Desafios para combater a violência estrutural no Brasil

Enviada em 24/10/2023

A Constituição de 1988 foi um marco na história brasileira, pois foi a primeira vez que o país teve uma constituição que tem como uma de suas bases os direitos a educação, a saúde, ao trabalho, ao lazer e a segurança. No entanto, esse avanço se mostrou insuficiente, visto que a violência acaba causando muitos problemas na vida dos brasileiros em exercer tais direitos. Nesse contexto, deve-se analisar como a negligência estatal e a secundarização dos direitos no Brasil impulsionam tal problemática, com o intuito de solucioná-la.

Diante desse cenário, nota-se a inoperância governamental como fator agravante com a falta de ações para intervir a alta violência que o país vem sofrendo.
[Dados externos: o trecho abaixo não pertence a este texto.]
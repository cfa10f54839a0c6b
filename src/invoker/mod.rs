//! Step action invoker
//!
//! The walker dispatches every node through [`StepInvoker::invoke`]. The
//! default implementation, [`HandlerRegistry`], is a lookup table of
//! [`StepHandler`]s keyed by node type, with named action handlers taking
//! precedence for action nodes. Tests and embedders swap handlers freely.

mod builtin;
mod http_prompt;
mod registry;
mod schema;

pub use builtin::{ConditionHandler, LoopHandler, PassthroughHandler, TriggerHandler};
pub(crate) use builtin::condition_scope;
pub use http_prompt::HttpPromptHandler;
pub use registry::{HandlerRegistry, Invocation, StepHandler, StepInvoker};
pub use schema::validate_params;

use crate::config::{EngineConfig, NodeType};
use std::sync::Arc;

impl HandlerRegistry {
    /// Registry with the trigger, logic and `passthrough` handlers
    pub fn with_builtins() -> Self {
        let mut registry = Self::new();
        registry
            .register(NodeType::Trigger, Arc::new(TriggerHandler))
            .register(NodeType::LogicCondition, Arc::new(ConditionHandler))
            .register(NodeType::LogicLoop, Arc::new(LoopHandler))
            .register_action("passthrough", Arc::new(PassthroughHandler));
        registry
    }

    /// Built-ins plus an ai-prompt handler for the configured providers
    pub fn from_config(config: &EngineConfig) -> Result<Self, reqwest::Error> {
        let mut registry = Self::with_builtins();
        if !config.providers.is_empty() {
            let handler = HttpPromptHandler::from_providers(&config.providers)?;
            registry.register(NodeType::AiPrompt, Arc::new(handler));
        }
        Ok(registry)
    }
}

#[cfg(test)]
mod tests {
    use super::*;
    use crate::config::ProviderConfig;

    #[test]
    fn test_builtins_registered() {
        let registry = HandlerRegistry::with_builtins();
        assert!(registry.has_handler(NodeType::Trigger, None));
        assert!(registry.has_handler(NodeType::LogicCondition, None));
        assert!(registry.has_handler(NodeType::LogicLoop, None));
        assert!(registry.has_handler(NodeType::Action, Some("passthrough")));
        assert!(!registry.has_handler(NodeType::Action, Some("send_email")));
        assert!(!registry.has_handler(NodeType::AiPrompt, None));
    }

    #[test]
    fn test_from_config_adds_prompt_handler() {
        let mut config = EngineConfig::default();
        config.providers.insert(
            "local".into(),
            ProviderConfig {
                base_url: "http://localhost:11434/v1".into(),
                ..Default::default()
            },
        );
        let registry = HandlerRegistry::from_config(&config).unwrap();
        assert!(registry.has_handler(NodeType::AiPrompt, Some("local")));
    }
}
De acordo com o geógrafo Milton santos, em seu texto “As Cidades Mutiladas”, a cidadania atinge à plenitude de sua eficácia quando os direitos do corpo social, em sua totalidade, são homogeneamente desfrutados. Todavia, no contexto hodierno, a passividade do Estado distancia a população negligenciada dos direitos constitucionalmente garantidos, à medida que, o impacto da violência no Brasil prejudica a população de seu real direito. Dessa forma, enquanto a máquina pública negligenciar suas responsabilidades, o problema perdurará e a estrutura social continuará a ser mutilada de forma sistemática.

Além disso, é notório como no Brasil houve uma secundarização histórica dos direitos. Nesse sentido, no livro “A Elite do Atraso”, o autor brasileiro Jessé Souza discorre sobre como o desenvolvimento no Brasil foi guiado por uma elite interessada apenas nos lucros rápidos e todos os direitos da população ficaram à mercê e, como consequência, os direitos à saúde, educação, trabalho, lazer e segurança ficaram em segundo plano, sendo afetados com a violência no país como vemos nos dias atuais.

Em suma, o cenário exige uma ação robusta do Estado e da sociedade civil. Portanto, a União, por meio do Ministério da Justiça e Segurança Pública, deve criar um plano de apoio, como palestras e companhas, com fundo próprio, mostrando meios de acabar com a violência. Além disso, a sociedade deve se unir para eleger representantes que visem a diminuição do problema. Assim, garantindo os direitos dos constituintes de 1988.